- [Problem to solve]
State, as one number, how many lines in these records hold "DefaultBodyLimit".

[Saved entries]
┄┄┄┄┄┄┄┄┄┄

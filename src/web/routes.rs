//! Web dashboard route configuration.

use axum::extract::DefaultBodyLimit;
use axum::{
    Router,
    routing::{get, post},
};

use crate::state::AppState;
use crate::web::handlers::{
    create_document_handler, create_driver_handler, dashboard_handler, delete_document_handler,
    delete_driver_handler, driver_handler, drivers_handler, edit_document_handler,
    edit_driver_handler, imports_handler, login_handler, login_submit_handler, logout_handler,
    new_document_handler, new_driver_handler, payments_handler, trips_handler,
    update_document_handler, update_driver_handler, upload_handler,
};

/// Room for multipart boundaries and the `kind` field on top of the file.
const MULTIPART_OVERHEAD: usize = 64 * 1024;

/// Dashboard routes requiring a session.
///
/// Protected via [`crate::web::middleware::web_auth`]. HTML forms only
/// submit GET and POST, so updates and deletes are POSTs.
///
/// # Endpoints
///
/// - `GET  /`                                      - Summary cards and charts
/// - `GET  /drivers`                               - Driver list (search, filters, pager)
/// - `GET  /drivers/new`, `POST /drivers`          - Create a driver
/// - `GET  /drivers/{id}`                          - Driver profile, documents, compliance
/// - `GET  /drivers/{id}/edit`, `POST /drivers/{id}` - Update a driver
/// - `POST /drivers/{id}/delete`                   - Delete a driver
/// - `GET  /drivers/{id}/documents/new`, `POST /drivers/{id}/documents` - Add a document
/// - `GET  /drivers/{id}/documents/{doc}/edit`, `POST /drivers/{id}/documents/{doc}` - Update
/// - `POST /drivers/{id}/documents/{doc}/delete`   - Delete a document
/// - `GET  /records/payments`, `GET /records/trips` - Record browsers
/// - `GET  /imports`, `POST /imports`              - Import history and upload
pub fn protected_routes(max_upload_bytes: usize) -> Router<AppState> {
    Router::new()
        .route("/", get(dashboard_handler))
        .route("/drivers", get(drivers_handler).post(create_driver_handler))
        .route("/drivers/new", get(new_driver_handler))
        .route("/drivers/{id}", get(driver_handler).post(update_driver_handler))
        .route("/drivers/{id}/edit", get(edit_driver_handler))
        .route("/drivers/{id}/delete", post(delete_driver_handler))
        .route(
            "/drivers/{id}/documents",
            post(create_document_handler),
        )
        .route("/drivers/{id}/documents/new", get(new_document_handler))
        .route(
            "/drivers/{id}/documents/{document_id}",
            post(update_document_handler),
        )
        .route(
            "/drivers/{id}/documents/{document_id}/edit",
            get(edit_document_handler),
        )
        .route(
            "/drivers/{id}/documents/{document_id}/delete",
            post(delete_document_handler),
        )
        .route("/records/payments", get(payments_handler))
        .route("/records/trips", get(trips_handler))
        .route(
            "/imports",
            get(imports_handler)
                .post(upload_handler)
                .layer(DefaultBodyLimit::max(max_upload_bytes + MULTIPART_OVERHEAD)),
        )
}

/// Login endpoints, reachable without a session.
///
/// # Endpoints
///
/// - `GET  /login`  - Login page
/// - `POST /login`  - Exchange credentials for a session cookie
/// - `POST /logout` - Revoke the token and clear the cookie
pub fn login_routes() -> Router<AppState> {
    Router::new()
        .route("/login", get(login_handler).post(login_submit_handler))
        .route("/logout", post(logout_handler))
}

┄┄┄┄┄┄┄┄┄┄

- [Expected output]
2